**ASSIGNED TASK**
Gather all lines in the data that hold the string "impl".

**RECORDS SHOWN**
=-=-=-=-=
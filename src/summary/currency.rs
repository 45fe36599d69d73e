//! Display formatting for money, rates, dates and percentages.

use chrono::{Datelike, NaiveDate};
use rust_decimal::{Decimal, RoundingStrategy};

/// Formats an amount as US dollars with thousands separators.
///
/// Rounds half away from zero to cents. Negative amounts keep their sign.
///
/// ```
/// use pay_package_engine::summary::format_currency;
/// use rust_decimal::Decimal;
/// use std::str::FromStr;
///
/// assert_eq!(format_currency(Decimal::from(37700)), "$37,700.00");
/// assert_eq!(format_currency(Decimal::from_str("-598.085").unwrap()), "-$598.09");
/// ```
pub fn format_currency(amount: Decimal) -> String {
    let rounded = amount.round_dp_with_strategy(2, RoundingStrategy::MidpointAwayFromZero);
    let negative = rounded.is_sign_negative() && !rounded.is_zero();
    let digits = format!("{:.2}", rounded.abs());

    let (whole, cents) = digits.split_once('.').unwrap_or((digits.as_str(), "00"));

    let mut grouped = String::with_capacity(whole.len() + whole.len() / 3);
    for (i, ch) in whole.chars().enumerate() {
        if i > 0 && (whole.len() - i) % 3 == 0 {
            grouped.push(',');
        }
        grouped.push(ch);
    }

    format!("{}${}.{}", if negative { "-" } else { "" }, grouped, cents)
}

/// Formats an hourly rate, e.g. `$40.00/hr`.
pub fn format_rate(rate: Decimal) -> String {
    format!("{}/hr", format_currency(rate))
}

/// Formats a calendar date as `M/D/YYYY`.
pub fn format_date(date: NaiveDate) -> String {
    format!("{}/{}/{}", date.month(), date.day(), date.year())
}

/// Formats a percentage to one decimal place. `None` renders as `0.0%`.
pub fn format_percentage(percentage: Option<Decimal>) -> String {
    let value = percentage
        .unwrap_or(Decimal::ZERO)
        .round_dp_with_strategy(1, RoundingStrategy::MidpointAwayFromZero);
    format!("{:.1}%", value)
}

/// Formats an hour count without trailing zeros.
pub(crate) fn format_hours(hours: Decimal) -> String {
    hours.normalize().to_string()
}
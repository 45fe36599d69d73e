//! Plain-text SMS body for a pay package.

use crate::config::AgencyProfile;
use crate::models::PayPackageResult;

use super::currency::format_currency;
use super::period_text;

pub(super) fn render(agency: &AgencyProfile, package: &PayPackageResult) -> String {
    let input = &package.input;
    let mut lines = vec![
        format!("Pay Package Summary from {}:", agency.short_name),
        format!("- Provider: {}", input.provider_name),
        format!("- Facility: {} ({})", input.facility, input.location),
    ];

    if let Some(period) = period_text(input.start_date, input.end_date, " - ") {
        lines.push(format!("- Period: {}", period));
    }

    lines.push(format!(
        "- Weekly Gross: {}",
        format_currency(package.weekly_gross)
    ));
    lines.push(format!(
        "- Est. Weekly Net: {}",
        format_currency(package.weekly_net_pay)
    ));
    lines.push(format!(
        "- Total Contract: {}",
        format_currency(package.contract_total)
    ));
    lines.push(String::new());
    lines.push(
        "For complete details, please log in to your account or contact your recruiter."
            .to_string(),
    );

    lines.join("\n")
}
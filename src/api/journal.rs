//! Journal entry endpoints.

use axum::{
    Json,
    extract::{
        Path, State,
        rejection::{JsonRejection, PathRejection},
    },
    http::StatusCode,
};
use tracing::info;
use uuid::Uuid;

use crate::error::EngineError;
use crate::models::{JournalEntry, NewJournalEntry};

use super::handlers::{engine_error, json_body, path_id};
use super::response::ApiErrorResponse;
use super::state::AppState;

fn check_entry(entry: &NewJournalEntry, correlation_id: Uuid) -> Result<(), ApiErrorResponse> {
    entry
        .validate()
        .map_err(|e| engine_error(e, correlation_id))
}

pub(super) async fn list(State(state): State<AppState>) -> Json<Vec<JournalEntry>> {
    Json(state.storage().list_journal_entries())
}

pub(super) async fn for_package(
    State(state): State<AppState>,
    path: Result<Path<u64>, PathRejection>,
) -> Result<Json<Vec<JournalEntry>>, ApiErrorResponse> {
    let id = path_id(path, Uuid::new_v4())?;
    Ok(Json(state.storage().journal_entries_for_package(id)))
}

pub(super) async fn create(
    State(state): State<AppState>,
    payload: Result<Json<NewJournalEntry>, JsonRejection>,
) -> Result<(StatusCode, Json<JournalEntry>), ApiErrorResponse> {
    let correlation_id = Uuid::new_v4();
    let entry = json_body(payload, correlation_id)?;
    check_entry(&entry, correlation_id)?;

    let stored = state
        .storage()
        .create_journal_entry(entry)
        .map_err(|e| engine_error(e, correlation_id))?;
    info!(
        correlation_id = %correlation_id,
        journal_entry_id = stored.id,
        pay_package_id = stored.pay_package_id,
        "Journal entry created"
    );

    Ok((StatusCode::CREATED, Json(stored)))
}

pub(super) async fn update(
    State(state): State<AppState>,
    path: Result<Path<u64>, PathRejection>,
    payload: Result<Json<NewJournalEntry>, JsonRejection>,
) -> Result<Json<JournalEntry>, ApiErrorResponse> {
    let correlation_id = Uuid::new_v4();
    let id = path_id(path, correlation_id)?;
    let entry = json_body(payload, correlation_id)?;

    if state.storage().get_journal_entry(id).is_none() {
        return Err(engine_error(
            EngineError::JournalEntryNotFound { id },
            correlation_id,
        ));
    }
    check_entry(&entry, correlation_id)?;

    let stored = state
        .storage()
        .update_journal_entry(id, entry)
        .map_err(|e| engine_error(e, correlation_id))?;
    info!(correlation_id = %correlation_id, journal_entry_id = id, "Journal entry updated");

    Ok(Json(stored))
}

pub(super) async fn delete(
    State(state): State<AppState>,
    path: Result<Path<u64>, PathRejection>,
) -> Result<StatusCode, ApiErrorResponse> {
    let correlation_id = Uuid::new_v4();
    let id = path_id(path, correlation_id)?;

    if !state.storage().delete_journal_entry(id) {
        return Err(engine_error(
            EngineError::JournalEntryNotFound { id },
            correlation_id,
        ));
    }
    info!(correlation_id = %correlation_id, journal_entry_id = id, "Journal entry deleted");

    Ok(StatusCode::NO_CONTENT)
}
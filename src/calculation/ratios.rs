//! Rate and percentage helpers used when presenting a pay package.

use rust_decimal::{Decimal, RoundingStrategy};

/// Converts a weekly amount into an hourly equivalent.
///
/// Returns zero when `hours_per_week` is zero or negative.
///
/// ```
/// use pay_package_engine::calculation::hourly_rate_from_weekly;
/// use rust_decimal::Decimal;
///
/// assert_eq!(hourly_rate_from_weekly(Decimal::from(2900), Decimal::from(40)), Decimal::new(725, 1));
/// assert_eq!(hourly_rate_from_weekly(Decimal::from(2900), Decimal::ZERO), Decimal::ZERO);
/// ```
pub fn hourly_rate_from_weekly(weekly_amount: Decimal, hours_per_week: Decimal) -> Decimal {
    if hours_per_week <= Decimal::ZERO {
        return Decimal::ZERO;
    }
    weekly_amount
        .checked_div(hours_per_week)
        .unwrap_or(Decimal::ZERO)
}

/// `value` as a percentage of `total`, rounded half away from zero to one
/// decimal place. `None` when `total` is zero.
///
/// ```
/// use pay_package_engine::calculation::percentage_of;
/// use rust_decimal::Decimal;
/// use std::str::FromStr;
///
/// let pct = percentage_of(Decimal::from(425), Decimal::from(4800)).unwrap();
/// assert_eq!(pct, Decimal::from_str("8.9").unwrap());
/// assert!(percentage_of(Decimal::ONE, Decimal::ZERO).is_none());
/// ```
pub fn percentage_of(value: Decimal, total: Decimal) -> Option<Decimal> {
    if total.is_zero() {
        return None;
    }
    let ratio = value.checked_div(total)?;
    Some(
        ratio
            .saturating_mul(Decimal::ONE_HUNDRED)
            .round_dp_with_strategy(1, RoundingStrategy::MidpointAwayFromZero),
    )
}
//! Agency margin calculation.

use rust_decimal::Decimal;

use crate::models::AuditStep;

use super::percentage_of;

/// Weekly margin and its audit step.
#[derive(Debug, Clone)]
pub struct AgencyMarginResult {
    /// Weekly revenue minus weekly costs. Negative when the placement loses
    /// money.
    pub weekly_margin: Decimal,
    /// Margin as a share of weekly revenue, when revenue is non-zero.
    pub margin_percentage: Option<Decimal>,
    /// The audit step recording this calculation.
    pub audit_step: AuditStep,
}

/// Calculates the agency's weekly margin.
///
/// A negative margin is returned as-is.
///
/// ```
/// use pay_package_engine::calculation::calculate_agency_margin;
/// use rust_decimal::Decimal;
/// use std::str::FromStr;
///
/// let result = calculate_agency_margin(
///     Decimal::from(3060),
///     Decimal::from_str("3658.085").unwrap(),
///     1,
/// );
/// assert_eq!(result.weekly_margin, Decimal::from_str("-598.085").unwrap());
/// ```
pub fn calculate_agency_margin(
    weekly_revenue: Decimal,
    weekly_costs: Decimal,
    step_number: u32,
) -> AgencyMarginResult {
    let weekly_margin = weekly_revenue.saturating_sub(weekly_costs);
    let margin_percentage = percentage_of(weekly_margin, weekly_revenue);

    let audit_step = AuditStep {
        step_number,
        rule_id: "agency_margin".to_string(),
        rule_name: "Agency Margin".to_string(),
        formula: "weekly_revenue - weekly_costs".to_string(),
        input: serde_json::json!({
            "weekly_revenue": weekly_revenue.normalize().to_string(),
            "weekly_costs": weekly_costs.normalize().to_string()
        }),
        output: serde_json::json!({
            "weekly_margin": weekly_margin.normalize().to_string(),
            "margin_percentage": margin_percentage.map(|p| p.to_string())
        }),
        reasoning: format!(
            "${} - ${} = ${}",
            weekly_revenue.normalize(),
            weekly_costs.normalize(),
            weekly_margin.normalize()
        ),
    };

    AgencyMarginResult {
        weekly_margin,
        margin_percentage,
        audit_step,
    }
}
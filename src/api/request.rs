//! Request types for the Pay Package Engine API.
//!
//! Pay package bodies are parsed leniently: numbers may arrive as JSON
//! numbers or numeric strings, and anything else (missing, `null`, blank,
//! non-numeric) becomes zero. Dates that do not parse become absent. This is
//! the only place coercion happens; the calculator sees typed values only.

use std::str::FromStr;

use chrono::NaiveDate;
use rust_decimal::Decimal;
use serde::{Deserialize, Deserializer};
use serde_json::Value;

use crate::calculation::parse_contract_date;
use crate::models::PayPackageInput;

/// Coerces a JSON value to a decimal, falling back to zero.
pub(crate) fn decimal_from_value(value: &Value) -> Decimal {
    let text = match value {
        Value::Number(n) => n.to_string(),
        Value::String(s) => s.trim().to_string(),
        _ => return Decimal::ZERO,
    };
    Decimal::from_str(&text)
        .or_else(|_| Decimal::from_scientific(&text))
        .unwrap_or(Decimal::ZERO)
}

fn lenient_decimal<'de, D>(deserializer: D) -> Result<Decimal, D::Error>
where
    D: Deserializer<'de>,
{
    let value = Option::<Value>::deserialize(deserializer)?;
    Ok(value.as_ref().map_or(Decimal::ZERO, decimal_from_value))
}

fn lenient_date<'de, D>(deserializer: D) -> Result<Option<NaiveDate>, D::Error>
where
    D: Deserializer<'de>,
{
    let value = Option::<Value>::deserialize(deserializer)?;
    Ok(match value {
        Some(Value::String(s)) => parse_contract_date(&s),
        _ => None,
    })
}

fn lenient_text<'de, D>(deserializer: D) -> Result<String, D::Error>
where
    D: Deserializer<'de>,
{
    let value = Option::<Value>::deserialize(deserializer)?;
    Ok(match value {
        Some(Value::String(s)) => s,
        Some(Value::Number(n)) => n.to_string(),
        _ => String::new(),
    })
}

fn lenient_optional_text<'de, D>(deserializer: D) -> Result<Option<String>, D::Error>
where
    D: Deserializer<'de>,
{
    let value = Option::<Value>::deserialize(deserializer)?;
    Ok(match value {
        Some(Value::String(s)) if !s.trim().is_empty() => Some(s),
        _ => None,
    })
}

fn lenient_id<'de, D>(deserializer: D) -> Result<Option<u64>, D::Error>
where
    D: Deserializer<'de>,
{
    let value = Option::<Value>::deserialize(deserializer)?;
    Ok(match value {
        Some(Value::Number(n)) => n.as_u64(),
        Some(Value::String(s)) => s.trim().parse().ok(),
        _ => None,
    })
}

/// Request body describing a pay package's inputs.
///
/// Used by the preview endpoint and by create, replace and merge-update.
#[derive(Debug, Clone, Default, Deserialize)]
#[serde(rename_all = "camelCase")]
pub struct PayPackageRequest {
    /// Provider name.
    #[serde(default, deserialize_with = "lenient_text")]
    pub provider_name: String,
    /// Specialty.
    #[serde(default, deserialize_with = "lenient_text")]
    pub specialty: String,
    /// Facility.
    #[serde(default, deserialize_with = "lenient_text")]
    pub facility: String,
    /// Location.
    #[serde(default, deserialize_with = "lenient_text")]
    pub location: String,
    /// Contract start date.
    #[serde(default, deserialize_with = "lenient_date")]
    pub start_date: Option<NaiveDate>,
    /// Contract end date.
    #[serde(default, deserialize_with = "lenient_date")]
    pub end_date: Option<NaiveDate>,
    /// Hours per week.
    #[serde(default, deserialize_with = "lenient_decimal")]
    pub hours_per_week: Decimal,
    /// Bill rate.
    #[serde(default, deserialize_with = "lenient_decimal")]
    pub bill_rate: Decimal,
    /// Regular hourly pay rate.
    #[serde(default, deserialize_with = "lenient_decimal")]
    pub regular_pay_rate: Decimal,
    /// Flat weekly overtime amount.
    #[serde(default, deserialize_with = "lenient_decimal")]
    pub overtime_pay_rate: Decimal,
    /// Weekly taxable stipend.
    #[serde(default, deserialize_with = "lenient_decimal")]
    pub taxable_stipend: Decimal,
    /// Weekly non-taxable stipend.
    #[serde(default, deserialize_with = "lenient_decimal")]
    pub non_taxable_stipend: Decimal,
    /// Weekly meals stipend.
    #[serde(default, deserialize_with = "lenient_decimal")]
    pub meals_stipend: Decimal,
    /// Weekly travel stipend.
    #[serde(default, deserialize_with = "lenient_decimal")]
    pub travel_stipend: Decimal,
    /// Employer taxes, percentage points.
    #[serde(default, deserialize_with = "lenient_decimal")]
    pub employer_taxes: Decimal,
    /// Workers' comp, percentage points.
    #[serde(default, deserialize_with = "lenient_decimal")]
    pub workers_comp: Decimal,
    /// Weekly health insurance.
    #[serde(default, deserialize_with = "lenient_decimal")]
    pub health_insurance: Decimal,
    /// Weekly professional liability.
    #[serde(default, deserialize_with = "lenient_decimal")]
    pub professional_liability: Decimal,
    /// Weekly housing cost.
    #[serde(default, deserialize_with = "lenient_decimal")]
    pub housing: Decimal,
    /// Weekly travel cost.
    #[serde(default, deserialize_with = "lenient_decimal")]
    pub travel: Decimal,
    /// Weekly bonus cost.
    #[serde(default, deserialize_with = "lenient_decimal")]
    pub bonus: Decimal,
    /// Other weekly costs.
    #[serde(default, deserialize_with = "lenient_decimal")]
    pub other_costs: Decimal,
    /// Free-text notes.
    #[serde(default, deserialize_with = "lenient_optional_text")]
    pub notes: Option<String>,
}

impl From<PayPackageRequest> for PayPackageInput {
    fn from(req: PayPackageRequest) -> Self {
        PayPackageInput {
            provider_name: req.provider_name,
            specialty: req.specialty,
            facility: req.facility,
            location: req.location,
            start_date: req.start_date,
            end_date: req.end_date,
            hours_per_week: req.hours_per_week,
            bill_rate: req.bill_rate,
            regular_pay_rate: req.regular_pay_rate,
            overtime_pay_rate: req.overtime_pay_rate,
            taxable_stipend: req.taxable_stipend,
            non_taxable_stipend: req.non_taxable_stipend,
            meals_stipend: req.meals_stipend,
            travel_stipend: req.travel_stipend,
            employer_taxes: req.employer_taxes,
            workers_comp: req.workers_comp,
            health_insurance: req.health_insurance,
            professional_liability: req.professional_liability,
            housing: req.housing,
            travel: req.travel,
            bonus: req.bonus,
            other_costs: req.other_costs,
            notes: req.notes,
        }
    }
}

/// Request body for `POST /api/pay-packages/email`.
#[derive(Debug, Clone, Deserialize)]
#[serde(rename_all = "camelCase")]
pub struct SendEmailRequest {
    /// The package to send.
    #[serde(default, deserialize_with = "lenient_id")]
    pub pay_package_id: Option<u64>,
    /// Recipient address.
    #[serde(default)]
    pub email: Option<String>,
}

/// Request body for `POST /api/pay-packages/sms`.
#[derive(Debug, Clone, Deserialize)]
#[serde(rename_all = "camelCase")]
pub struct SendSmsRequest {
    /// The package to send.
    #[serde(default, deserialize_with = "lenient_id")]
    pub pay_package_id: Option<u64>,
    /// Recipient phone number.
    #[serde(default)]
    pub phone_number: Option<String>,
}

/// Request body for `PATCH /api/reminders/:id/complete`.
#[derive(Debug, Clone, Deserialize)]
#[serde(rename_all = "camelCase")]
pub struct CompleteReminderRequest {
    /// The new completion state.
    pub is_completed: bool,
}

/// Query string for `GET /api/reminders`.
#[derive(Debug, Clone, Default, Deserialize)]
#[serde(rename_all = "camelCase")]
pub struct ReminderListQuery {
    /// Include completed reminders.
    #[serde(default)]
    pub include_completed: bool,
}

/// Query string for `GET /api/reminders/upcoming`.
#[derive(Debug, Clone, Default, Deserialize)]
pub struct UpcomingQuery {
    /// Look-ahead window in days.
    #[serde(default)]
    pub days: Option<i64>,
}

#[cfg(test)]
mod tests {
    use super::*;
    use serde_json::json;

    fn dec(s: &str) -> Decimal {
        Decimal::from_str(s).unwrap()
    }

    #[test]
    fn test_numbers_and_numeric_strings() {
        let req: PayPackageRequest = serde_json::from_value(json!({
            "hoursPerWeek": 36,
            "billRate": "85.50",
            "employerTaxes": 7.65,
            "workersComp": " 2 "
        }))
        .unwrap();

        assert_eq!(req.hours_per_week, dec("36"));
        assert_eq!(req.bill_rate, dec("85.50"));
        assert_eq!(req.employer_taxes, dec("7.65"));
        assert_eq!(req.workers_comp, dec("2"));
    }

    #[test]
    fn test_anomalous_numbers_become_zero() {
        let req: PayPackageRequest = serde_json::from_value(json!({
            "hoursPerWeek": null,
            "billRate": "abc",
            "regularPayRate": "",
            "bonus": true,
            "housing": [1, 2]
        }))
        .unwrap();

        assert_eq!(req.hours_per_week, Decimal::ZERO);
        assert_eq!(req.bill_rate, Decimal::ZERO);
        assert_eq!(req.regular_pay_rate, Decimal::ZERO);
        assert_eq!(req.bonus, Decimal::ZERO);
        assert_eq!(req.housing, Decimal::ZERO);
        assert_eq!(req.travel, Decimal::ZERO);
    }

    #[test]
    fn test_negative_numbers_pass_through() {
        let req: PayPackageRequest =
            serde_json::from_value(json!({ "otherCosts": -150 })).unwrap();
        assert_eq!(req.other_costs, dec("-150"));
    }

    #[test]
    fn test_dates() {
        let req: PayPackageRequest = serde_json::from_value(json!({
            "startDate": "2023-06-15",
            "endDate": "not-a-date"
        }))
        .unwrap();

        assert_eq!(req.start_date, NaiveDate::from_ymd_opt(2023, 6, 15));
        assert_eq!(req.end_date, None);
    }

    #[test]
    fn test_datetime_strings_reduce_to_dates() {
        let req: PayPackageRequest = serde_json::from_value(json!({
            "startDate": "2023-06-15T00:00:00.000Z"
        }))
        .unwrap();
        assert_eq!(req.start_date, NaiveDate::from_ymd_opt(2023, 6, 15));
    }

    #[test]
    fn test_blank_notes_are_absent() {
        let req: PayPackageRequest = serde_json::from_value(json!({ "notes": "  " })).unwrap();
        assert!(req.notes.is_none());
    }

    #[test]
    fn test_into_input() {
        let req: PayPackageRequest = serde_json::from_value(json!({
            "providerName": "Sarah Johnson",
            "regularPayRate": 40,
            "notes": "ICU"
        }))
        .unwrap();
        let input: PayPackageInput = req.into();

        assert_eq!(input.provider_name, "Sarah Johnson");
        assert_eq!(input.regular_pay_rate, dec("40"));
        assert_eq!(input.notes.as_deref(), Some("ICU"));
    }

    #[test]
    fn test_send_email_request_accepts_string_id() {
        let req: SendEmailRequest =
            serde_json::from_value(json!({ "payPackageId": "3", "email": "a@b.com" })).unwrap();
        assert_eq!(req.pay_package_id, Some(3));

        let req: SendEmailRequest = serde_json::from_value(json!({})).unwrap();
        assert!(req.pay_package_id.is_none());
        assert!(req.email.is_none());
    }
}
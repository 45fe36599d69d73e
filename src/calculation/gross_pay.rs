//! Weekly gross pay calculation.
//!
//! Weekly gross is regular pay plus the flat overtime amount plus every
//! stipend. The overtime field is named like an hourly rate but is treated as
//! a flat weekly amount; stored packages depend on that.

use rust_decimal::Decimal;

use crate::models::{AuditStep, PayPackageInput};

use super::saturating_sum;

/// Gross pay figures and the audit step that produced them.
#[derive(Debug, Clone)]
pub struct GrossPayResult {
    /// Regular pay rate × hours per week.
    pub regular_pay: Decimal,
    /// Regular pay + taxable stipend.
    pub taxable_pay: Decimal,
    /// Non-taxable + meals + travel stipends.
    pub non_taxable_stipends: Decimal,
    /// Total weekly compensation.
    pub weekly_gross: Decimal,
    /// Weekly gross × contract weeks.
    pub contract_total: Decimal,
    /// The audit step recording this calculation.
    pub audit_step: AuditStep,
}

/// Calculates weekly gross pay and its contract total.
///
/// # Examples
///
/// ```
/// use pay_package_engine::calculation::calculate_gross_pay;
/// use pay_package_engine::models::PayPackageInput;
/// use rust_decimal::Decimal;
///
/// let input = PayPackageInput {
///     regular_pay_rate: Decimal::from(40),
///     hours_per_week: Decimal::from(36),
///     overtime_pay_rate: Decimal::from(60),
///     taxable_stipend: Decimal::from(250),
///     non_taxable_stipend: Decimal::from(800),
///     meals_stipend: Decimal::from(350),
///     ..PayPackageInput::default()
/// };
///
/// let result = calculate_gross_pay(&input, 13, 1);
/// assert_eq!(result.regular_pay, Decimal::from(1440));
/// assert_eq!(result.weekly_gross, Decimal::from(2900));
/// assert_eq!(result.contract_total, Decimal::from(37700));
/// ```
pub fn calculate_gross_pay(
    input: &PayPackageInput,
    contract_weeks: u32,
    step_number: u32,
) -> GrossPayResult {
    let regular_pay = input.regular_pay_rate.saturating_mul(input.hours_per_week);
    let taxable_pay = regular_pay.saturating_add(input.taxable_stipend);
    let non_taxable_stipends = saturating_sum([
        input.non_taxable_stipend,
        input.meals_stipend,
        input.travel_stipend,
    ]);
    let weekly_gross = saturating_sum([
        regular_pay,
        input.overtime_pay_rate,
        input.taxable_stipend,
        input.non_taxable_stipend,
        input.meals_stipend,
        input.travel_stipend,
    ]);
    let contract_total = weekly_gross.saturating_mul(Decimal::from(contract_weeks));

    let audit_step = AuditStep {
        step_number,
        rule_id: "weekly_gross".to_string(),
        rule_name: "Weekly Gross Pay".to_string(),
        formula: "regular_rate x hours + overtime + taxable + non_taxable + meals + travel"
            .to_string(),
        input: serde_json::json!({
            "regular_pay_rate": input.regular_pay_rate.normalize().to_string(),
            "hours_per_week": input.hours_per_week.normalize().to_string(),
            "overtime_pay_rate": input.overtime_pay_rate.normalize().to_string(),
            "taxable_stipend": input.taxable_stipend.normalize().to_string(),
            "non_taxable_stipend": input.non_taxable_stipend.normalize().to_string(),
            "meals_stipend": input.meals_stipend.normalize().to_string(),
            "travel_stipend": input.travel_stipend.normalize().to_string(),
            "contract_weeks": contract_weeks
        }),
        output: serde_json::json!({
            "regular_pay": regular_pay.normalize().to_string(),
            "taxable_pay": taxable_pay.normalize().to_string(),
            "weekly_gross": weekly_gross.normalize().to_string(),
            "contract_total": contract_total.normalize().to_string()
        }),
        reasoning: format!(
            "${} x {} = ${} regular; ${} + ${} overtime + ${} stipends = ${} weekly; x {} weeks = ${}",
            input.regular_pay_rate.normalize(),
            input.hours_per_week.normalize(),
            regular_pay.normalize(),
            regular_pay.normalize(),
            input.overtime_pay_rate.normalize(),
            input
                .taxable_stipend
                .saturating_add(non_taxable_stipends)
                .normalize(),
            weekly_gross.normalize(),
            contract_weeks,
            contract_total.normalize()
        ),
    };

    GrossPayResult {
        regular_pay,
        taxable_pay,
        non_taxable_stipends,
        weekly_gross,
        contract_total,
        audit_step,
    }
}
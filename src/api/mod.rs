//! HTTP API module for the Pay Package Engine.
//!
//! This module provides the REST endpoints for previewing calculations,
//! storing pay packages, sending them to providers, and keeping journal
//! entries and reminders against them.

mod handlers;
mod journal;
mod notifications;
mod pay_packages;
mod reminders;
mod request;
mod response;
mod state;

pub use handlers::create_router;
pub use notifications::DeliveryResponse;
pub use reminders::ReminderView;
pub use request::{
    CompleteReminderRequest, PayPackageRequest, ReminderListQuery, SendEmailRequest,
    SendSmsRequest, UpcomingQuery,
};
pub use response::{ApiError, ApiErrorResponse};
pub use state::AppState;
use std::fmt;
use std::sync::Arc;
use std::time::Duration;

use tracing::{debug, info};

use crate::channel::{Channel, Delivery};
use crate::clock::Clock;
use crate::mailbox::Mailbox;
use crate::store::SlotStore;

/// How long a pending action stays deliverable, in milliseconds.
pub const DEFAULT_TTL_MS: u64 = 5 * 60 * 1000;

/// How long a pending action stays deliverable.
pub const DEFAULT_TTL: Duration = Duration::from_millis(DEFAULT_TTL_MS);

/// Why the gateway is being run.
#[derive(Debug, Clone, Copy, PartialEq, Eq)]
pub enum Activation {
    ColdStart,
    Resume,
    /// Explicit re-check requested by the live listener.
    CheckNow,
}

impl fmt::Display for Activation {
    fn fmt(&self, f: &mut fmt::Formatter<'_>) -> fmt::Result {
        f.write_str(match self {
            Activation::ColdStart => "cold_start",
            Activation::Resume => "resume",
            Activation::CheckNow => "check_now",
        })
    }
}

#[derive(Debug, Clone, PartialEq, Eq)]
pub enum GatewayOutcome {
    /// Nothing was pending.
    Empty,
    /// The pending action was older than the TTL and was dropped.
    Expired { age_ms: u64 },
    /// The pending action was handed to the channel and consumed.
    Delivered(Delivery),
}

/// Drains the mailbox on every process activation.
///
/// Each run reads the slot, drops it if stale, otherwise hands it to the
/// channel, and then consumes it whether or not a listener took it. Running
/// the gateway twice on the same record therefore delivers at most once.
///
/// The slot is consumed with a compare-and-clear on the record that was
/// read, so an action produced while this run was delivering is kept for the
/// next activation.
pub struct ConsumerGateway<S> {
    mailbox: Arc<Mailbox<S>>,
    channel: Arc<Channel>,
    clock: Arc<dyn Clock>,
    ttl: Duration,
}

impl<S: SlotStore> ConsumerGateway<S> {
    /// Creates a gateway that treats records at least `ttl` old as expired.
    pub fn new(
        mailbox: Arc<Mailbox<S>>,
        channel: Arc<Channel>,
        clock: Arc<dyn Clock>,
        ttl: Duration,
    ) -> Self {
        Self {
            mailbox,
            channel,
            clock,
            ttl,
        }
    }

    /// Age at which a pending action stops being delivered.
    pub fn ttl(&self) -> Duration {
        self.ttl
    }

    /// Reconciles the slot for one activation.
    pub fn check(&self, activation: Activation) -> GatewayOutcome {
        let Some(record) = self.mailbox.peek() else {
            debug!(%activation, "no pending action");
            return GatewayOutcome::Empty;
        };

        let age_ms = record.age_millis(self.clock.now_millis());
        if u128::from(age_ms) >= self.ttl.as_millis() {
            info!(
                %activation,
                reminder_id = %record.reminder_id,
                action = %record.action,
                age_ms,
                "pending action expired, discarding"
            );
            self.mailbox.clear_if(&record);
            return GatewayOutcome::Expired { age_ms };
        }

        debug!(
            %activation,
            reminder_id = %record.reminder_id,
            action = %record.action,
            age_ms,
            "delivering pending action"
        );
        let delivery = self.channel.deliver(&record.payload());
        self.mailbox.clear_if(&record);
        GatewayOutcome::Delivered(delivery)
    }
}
=-=-=-=-=
**RESULT OF THE EXERCISE**
impl From<PayPackageRequest> for PayPackageInput {
impl fmt::Display for Activation {
impl<S: SlotStore> ConsumerGateway<S> {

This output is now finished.